■ **YOUR TASK**:
Could you reproduce all of the following entries exactly?
****************************************
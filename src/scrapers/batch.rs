//! Concurrent fetching of a batch of article candidates.
//!
//! Candidates are drained through a fixed number of in-flight requests
//! (`buffer_unordered`). Each candidate ends as exactly one
//! [`FetchOutcome`], so a slow or failing page only costs its own slot and
//! its own timeout. The batch returns once every candidate has an outcome.

use crate::http::PageFetcher;
use crate::models::{BatchReport, Candidate, FetchOutcome};
use crate::scrapers::article::fetch_article;
use futures::stream::{self, StreamExt};
use std::time::Duration;
use tracing::{info, instrument};

/// Fetch and extract every candidate with at most `workers` requests in flight.
///
/// Output order is completion order, not input order.
#[instrument(level = "info", skip_all, fields(candidates = candidates.len(), workers = workers))]
pub async fn fetch_all<F: PageFetcher>(
    fetcher: &F,
    candidates: Vec<Candidate>,
    workers: usize,
    timeout: Duration,
) -> BatchReport {
    let total = candidates.len();

    let outcomes: Vec<FetchOutcome> = stream::iter(candidates)
        .map(|candidate| fetch_article(fetcher, candidate, timeout))
        .buffer_unordered(workers.max(1))
        .collect()
        .await;

    let report: BatchReport = outcomes.into_iter().collect();
    debug_assert_eq!(report.total(), total);
    info!(
        total,
        fetched = report.records.len(),
        skipped = report.skipped.len(),
        "Fetched article details"
    );
    report
}
//! Scraping pipeline for The Star (thestar.com.my).
//!
//! Scraping follows the same two-phase pattern for every run:
//!
//! 1. **Indexing**: Discover article links from the homepage or tag pages
//! 2. **Fetching**: Download each article page and extract its fields
//!
//! | Stage | Module | Notes |
//! |-------|--------|-------|
//! | Link discovery | [`links`] | Homepage links are filtered, tag links are not |
//! | Field extraction | [`article`] | Category, date and filtered story paragraphs |
//! | Batch fetching | [`batch`] | Bounded worker pool, per-article failure isolation |
//!
//! Failed requests are logged and skipped; a run that finds or fetches
//! nothing still completes with an empty result.

pub mod article;
pub mod batch;
pub mod links;

use crate::utils::collapse_whitespace;
use scraper::ElementRef;

/// Text content of an element: text nodes concatenated as-is, then runs of
/// whitespace collapsed to one space and the ends trimmed.
pub(crate) fn element_text(el: &ElementRef<'_>) -> String {
    collapse_whitespace(&el.text().collect::<String>())
}
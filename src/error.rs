//! Error types for fetching pages, the article store and sentiment scoring.
//!
//! Fetch failures never abort a scrape. They are caught where they happen,
//! logged, and turned into a [`SkipReason`](crate::models::SkipReason) for the
//! affected candidate. Store errors are reported to the command layer, which
//! decides whether they are fatal.

use std::time::Duration;
use thiserror::Error;
use uuid::Uuid;

/// A failed page request.
#[derive(Debug, Clone, PartialEq, Error)]
pub enum FetchError {
    /// Connection, TLS, DNS or body decoding failure.
    #[error("network error for {url}: {message}")]
    Network { url: String, message: String },

    /// The server answered with a non-2xx status.
    #[error("{url} returned HTTP {status}")]
    Status { url: String, status: u16 },

    /// No complete response within the per-request timeout.
    #[error("{url} timed out after {timeout:?}")]
    Timeout { url: String, timeout: Duration },
}

impl FetchError {
    pub fn network(url: &str, err: impl std::fmt::Display) -> Self {
        FetchError::Network {
            url: url.to_string(),
            message: err.to_string(),
        }
    }
}

/// Errors raised by the JSON article store.
#[derive(Debug, Error)]
pub enum StoreError {
    #[error("store I/O error: {0}")]
    Io(#[from] std::io::Error),

    #[error("store file is not valid JSON: {0}")]
    Json(#[from] serde_json::Error),

    /// Lookup by identifier found nothing.
    #[error("news {0} not found")]
    NotFound(Uuid),
}

#[derive(Debug, Error)]
pub enum SentimentError {
    /// A sentence scoring task panicked or was cancelled.
    #[error("sentence scoring task failed: {0}")]
    Scoring(#[from] tokio::task::JoinError),
}
//! JSON output for command results.
//!
//! Every command prints one pretty-printed JSON document to stdout; logs go
//! to stderr so the output can be piped.

use serde::Serialize;
use std::error::Error;
use std::io::Write;

/// Serialize `value` as pretty JSON followed by a newline.
pub fn write_json<T: Serialize + ?Sized, W: Write>(
    value: &T,
    mut writer: W,
) -> Result<(), Box<dyn Error>> {
    serde_json::to_writer_pretty(&mut writer, value)?;
    writeln!(writer)?;
    writer.flush()?;
    Ok(())
}

/// [`write_json`] to stdout.
pub fn print_json<T: Serialize + ?Sized>(value: &T) -> Result<(), Box<dyn Error>> {
    write_json(value, std::io::stdout().lock())
}

#[cfg(test)]
mod tests {
    use super::*;
    use crate::models::{Sentiment, SentimentResult};

    #[test]
    fn test_write_json() {
        let mut buf = Vec::new();
        let result = SentimentResult {
            weighted_sum: -1.25,
            overall_sentiment: Sentiment::Negative,
        };
        write_json(&result, &mut buf).unwrap();

        let text = String::from_utf8(buf).unwrap();
        assert!(text.ends_with("}\n"));
        let back: SentimentResult = serde_json::from_str(&text).unwrap();
        assert_eq!(back, result);
    }
}
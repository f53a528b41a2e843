use crate::server::StderrBuffer;

use googletest::assert_that;
use googletest::prelude::eq;

#[test]
fn given_lines_within_capacity_when_snapshotted_then_all_kept_in_order() {
    // Given
    let buffer = StderrBuffer::new(1024);

    // When
    buffer.push_line("INFO: Started server process");
    buffer.push_line("INFO: Waiting for application startup.");

    // Then
    assert_that!(
        buffer.snapshot(),
        eq("INFO: Started server process\nINFO: Waiting for application startup.")
    );
}

#[test]
fn given_buffer_over_capacity_when_line_pushed_then_oldest_evicted() {
    let buffer = StderrBuffer::new(10);

    buffer.push_line("aaaa");
    buffer.push_line("bbbb");
    buffer.push_line("cccc");

    assert_that!(buffer.snapshot(), eq("bbbb\ncccc"));
    assert_that!(buffer.len_bytes(), eq(8));
}

#[test]
fn given_many_lines_when_tail_requested_then_last_lines_returned() {
    let buffer = StderrBuffer::new(4096);
    for i in 0..10 {
        buffer.push_line(&format!("line {i}"));
    }

    assert_that!(buffer.tail(3), eq("line 7\nline 8\nline 9"));
    assert_that!(buffer.tail(100).lines().count(), eq(10));
}

#[test]
fn given_empty_buffer_when_tail_requested_then_empty() {
    let buffer = StderrBuffer::new(64);

    assert_that!(buffer.tail(5), eq(""));
    assert_that!(buffer.len_bytes(), eq(0));
}

#[test]
fn given_oversize_line_when_pushed_then_end_of_line_kept() {
    let buffer = StderrBuffer::new(8);

    buffer.push_line("0123456789ABCDEF");

    assert_that!(buffer.snapshot(), eq("89ABCDEF"));
}

#[test]
fn given_oversize_multibyte_line_when_pushed_then_cut_on_char_boundary() {
    let buffer = StderrBuffer::new(4);

    // Each 'é' is two bytes; a cut at byte 3 would split one
    buffer.push_line("ééé!");

    let snapshot = buffer.snapshot();
    assert_that!(snapshot, eq("é!"));
    assert_that!(buffer.len_bytes(), eq(3));
}

#[test]
fn given_clones_when_pushed_then_share_storage() {
    let buffer = StderrBuffer::new(128);
    let reader = buffer.clone();

    buffer.push_line("ModuleNotFoundError: No module named 'uvicorn'");

    assert_that!(
        reader.tail(1),
        eq("ModuleNotFoundError: No module named 'uvicorn'")
    );
}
****************************************
■ **SOLUTION BELOW**:
filename src/scrapers/batch.rs
//! Concurrent fetching of a batch of article candidates.
//!
//! Candidates are drained through a fixed number of in-flight requests
//! (`buffer_unordered`). Each candidate ends as exactly one
//! [`FetchOutcome`], so a slow or failing page only costs its own slot and
//! its own timeout. The batch returns once every candidate has an outcome.

use crate::http::PageFetcher;
use crate::models::{BatchReport, Candidate, FetchOutcome};
use crate::scrapers::article::fetch_article;
use futures::stream::{self, StreamExt};
use std::time::Duration;
use tracing::{info, instrument};

/// Fetch and extract every candidate with at most `workers` requests in flight.
///
/// Output order is completion order, not input order.
#[instrument(level = "info", skip_all, fields(candidates = candidates.len(), workers = workers))]
pub async fn fetch_all<F: PageFetcher>(
    fetcher: &F,
    candidates: Vec<Candidate>,
    workers: usize,
    timeout: Duration,
) -> BatchReport {
    let total = candidates.len();

    let outcomes: Vec<FetchOutcome> = stream::iter(candidates)
        .map(|candidate| fetch_article(fetcher, candidate, timeout))
        .buffer_unordered(workers.max(1))
        .collect()
        .await;

    let report: BatchReport = outcomes.into_iter().collect();
    debug_assert_eq!(report.total(), total);
    info!(
        total,
        fetched = report.records.len(),
        skipped = report.skipped.len(),
        "Fetched article details"
    );
    report
}
//! Scraping pipeline for The Star (thestar.com.my).
//!
//! Scraping follows the same two-phase pattern for every run:
//!
//! 1. **Indexing**: Discover article links from the homepage or tag pages
//! 2. **Fetching**: Download each article page and extract its fields
//!
//! | Stage | Module | Notes |
//! |-------|--------|-------|
//! | Link discovery | [`links`] | Homepage links are filtered, tag links are not |
//! | Field extraction | [`article`] | Category, date and filtered story paragraphs |
//! | Batch fetching | [`batch`] | Bounded worker pool, per-article failure isolation |
//!
//! Failed requests are logged and skipped; a run that finds or fetches
//! nothing still completes with an empty result.

pub mod article;
pub mod batch;
pub mod links;

use crate::utils::collapse_whitespace;
use scraper::ElementRef;

/// Text content of an element: text nodes concatenated as-is, then runs of
/// whitespace collapsed to one space and the ends trimmed.
pub(crate) fn element_text(el: &ElementRef<'_>) -> String {
    collapse_whitespace(&el.text().collect::<String>())
}
filename src/error.rs
//! Error types for fetching pages, the article store and sentiment scoring.
//!
//! Fetch failures never abort a scrape. They are caught where they happen,
//! logged, and turned into a [`SkipReason`](crate::models::SkipReason) for the
//! affected candidate. Store errors are reported to the command layer, which
//! decides whether they are fatal.

use std::time::Duration;
use thiserror::Error;
use uuid::Uuid;

/// A failed page request.
#[derive(Debug, Clone, PartialEq, Error)]
pub enum FetchError {
    /// Connection, TLS, DNS or body decoding failure.
    #[error("network error for {url}: {message}")]
    Network { url: String, message: String },

    /// The server answered with a non-2xx status.
    #[error("{url} returned HTTP {status}")]
    Status { url: String, status: u16 },

    /// No complete response within the per-request timeout.
    #[error("{url} timed out after {timeout:?}")]
    Timeout { url: String, timeout: Duration },
}

impl FetchError {
    pub fn network(url: &str, err: impl std::fmt::Display) -> Self {
        FetchError::Network {
            url: url.to_string(),
            message: err.to_string(),
        }
    }
}

/// Errors raised by the JSON article store.
#[derive(Debug, Error)]
pub enum StoreError {
    #[error("store I/O error: {0}")]
    Io(#[from] std::io::Error),

    #[error("store file is not valid JSON: {0}")]
    Json(#[from] serde_json::Error),

    /// Lookup by identifier found nothing.
    #[error("news {0} not found")]
    NotFound(Uuid),
}

#[derive(Debug, Error)]
pub enum SentimentError {
    /// A sentence scoring task panicked or was cancelled.
    #[error("sentence scoring task failed: {0}")]
    Scoring(#[from] tokio::task::JoinError),
}
//! JSON output for command results.
//!
//! Every command prints one pretty-printed JSON document to stdout; logs go
//! to stderr so the output can be piped.

use serde::Serialize;
use std::error::Error;
use std::io::Write;

/// Serialize `value` as pretty JSON followed by a newline.
pub fn write_json<T: Serialize + ?Sized, W: Write>(
    value: &T,
    mut writer: W,
) -> Result<(), Box<dyn Error>> {
    serde_json::to_writer_pretty(&mut writer, value)?;
    writeln!(writer)?;
    writer.flush()?;
    Ok(())
}

/// [`write_json`] to stdout.
pub fn print_json<T: Serialize + ?Sized>(value: &T) -> Result<(), Box<dyn Error>> {
    write_json(value, std::io::stdout().lock())
}

#[cfg(test)]
mod tests {
    use super::*;
    use crate::models::{Sentiment, SentimentResult};

    #[test]
    fn test_write_json() {
        let mut buf = Vec::new();
        let result = SentimentResult {
            weighted_sum: -1.25,
            overall_sentiment: Sentiment::Negative,
        };
        write_json(&result, &mut buf).unwrap();

        let text = String::from_utf8(buf).unwrap();
        assert!(text.ends_with("}\n"));
        let back: SentimentResult = serde_json::from_str(&text).unwrap();
        assert_eq!(back, result);
    }
}
repository f53a528b41a2e843
use crate::server::StderrBuffer;

use googletest::assert_that;
use googletest::prelude::eq;

#[test]
fn given_lines_within_capacity_when_snapshotted_then_all_kept_in_order() {
    // Given
    let buffer = StderrBuffer::new(1024);

    // When
    buffer.push_line("INFO: Started server process");
    buffer.push_line("INFO: Waiting for application startup.");

    // Then
    assert_that!(
        buffer.snapshot(),
        eq("INFO: Started server process\nINFO: Waiting for application startup.")
    );
}

#[test]
fn given_buffer_over_capacity_when_line_pushed_then_oldest_evicted() {
    let buffer = StderrBuffer::new(10);

    buffer.push_line("aaaa");
    buffer.push_line("bbbb");
    buffer.push_line("cccc");

    assert_that!(buffer.snapshot(), eq("bbbb\ncccc"));
    assert_that!(buffer.len_bytes(), eq(8));
}

#[test]
fn given_many_lines_when_tail_requested_then_last_lines_returned() {
    let buffer = StderrBuffer::new(4096);
    for i in 0..10 {
        buffer.push_line(&format!("line {i}"));
    }

    assert_that!(buffer.tail(3), eq("line 7\nline 8\nline 9"));
    assert_that!(buffer.tail(100).lines().count(), eq(10));
}

#[test]
fn given_empty_buffer_when_tail_requested_then_empty() {
    let buffer = StderrBuffer::new(64);

    assert_that!(buffer.tail(5), eq(""));
    assert_that!(buffer.len_bytes(), eq(0));
}

#[test]
fn given_oversize_line_when_pushed_then_end_of_line_kept() {
    let buffer = StderrBuffer::new(8);

    buffer.push_line("0123456789ABCDEF");

    assert_that!(buffer.snapshot(), eq("89ABCDEF"));
}

#[test]
fn given_oversize_multibyte_line_when_pushed_then_cut_on_char_boundary() {
    let buffer = StderrBuffer::new(4);

    // Each 'é' is two bytes; a cut at byte 3 would split one
    buffer.push_line("ééé!");

    let snapshot = buffer.snapshot();
    assert_that!(snapshot, eq("é!"));
    assert_that!(buffer.len_bytes(), eq(3));
}

#[test]
fn given_clones_when_pushed_then_share_storage() {
    let buffer = StderrBuffer::new(128);
    let reader = buffer.clone();

    buffer.push_line("ModuleNotFoundError: No module named 'uvicorn'");

    assert_that!(
        reader.tail(1),
        eq("ModuleNotFoundError: No module named 'uvicorn'")
    );
}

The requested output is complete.